Le Magicien est le nom de code d'une opération visant à éliminer, sur le territoire bulgare, les opposants comme Boszewski ou plus simplement toute personne cherchant à fuir le bloc, comme les fils du vieux Seidel. Au moins ce dernier a-t-il pu récupérer leurs corps pour faire son deuil. Il a par la suite organisé, à l'arrière du théâtre pour enfants qu'il possède à Leipzig, un espace mémoriel aux victimes nourri de documents confidentiels provenant des archives de la Stasi. C'est ainsi qu'il fait la connaissance de Gerhard Samuel, qui avait couvert la naissance de Solidarność et les événements de Gdańsk au début des années 80.

Tous les deux sont dévorés par la culpabilité, le vieux juif pour avoir donné aux jumeaux l'envie impérieuse d'aller vivre autre part, l'ancien photographe pour avoir désiré dès le premier instant la femme de cet ingénieur devenu agitateur et l'avoir peut-être condamné, faisant ainsi sa bonne fortune, via l'un de ses reportages.

Coupable, le grand flic Waldemar Tschapieski semble l'être aussi. Ami de Gerhard depuis leurs années étudiantes, il fait tout pour ne pas être écarté de l'enquête sur la mort hideuse du principal homme de main de Schlangenberger dans une maison délabrée de Berlin, survenue alors que le journaliste était frappé par une crise cardiaque à Sofia. Le commissaire Thomas Kowalski, alcoolique et dépressif depuis le décès de sa chienne Babsy, sera chargé de doubler une enquête officielle destinée à être rapidement étouffée.

Quand bon nombre de fils de cette histoire complexe auront été rassemblés, Kowalski se verra adjoindre la journaliste Dagmara Bosch, fille de Boszewski et belle-fille de Gerhard, hôtesse d'une émission télévisée à succès. Nostalgique de ses années d'enfance à Wrocław, ambivalente dans son rapport à son beau-père, elle revisite elle aussi à l'occasion quelques-unes de ses certitudes. Face à cette bande hétéroclite en quête de vérité, les salauds agissent comme ils le faisaient par le passé, avec les moyens de surveillance décuplés que leur offrent la richesse et la modernité.

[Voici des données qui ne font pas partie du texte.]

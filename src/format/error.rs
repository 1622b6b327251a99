//! Error types for annotation format operations.
//!
//! `FormatError` covers hard failures only: I/O problems, a destination
//! that cannot be written, or a source that is not the kind of path the
//! codec expects. Data validation problems never become a `FormatError`;
//! they are collected as [`ErrorEntry`](crate::format::ErrorEntry) values
//! inside the operation report so one bad file never aborts a batch.

use std::path::PathBuf;
use thiserror::Error;

/// Errors that can occur during annotation import/export operations.
#[derive(Error, Debug)]
pub enum FormatError {
    /// I/O error during file operations
    #[error("IO error: {0}")]
    Io(#[from] std::io::Error),

    /// JSON serialization error
    #[error("JSON error: {0}")]
    Json(#[from] serde_json::Error),

    /// XML serialization error
    #[error("XML error: {0}")]
    Xml(#[from] quick_xml::Error),

    /// CSV serialization error
    #[error("CSV error: {0}")]
    Csv(#[from] csv::Error),

    /// Invalid invocation (wrong kind of source/destination path, etc.)
    #[error("Invalid format: {message}")]
    InvalidFormat {
        /// Description of the format error
        message: String,
    },

    /// Source path does not exist or is not the expected kind of path
    #[error("Invalid source path: {path:?}")]
    InvalidSource {
        /// The offending path
        path: PathBuf,
    },
}

impl FormatError {
    /// Create an invalid format error with a message.
    pub fn invalid_format(message: impl Into<String>) -> Self {
        Self::InvalidFormat {
            message: message.into(),
        }
    }

    /// Create an invalid source path error.
    pub fn invalid_source(path: impl Into<PathBuf>) -> Self {
        Self::InvalidSource { path: path.into() }
    }
}
//! Unit tests for annotation format implementations.
//!
//! These tests verify parsing, validation, error reporting, and round-trip
//! behavior for each codec against in-memory file maps.

mod csv_tests;
mod json_tests;
mod roundtrip_tests;

use std::collections::BTreeMap;

use crate::model::{ImageIndex, ImageMetaData};

/// Image index shared by the codec tests.
pub(crate) fn test_images() -> ImageIndex {
    [
        ImageMetaData::new("boat.jpg", 640, 480),
        ImageMetaData::new("buoy.jpg", 800, 600),
    ]
    .into_iter()
    .collect()
}

/// Build a file map from (name, content) pairs.
pub(crate) fn file_map(files: &[(&str, &str)]) -> BTreeMap<String, String> {
    files
        .iter()
        .map(|(name, content)| (name.to_string(), content.to_string()))
        .collect()
}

Que la violence se retourne contre eux est évidemment le point fort du récit, d'autant que Magadalena Parys garde bien au chaud les auteurs et les motifs de celle-ci, nouant finalement très tardivement cette partie du suspense et sa résolution.

L'étude des caractères et les histoires particulières qui prédominent rendent solide et passionnant Le Magicien. À travers eux, on perçoit parfaitement la coercition exercée par le régime communiste, qui avait recyclé pour son propre usage les hommes et les méthodes mises en place par le nazisme. En creux apparaît aussi la naïveté – le désintérêt ? – d'une République fédérale qui avait passé de longues décennies à faire son autocritique, mais qui ne questionna pas, ou très peu, les opinions de celles et ceux dont elle avait été séparée jusqu'à la réunification [1]. Une excellente façon de commencer l'année littéraire chez Agullo.

Chroniqué par Philippe Cottet le 14/01/2019



Illustrations de cette page : Archives de la Stasi – Sur le mur de Berlin

Notes :

[1] Expliquant en partie la résurgence actuelle des idées d'extrême-droite en Allemagne.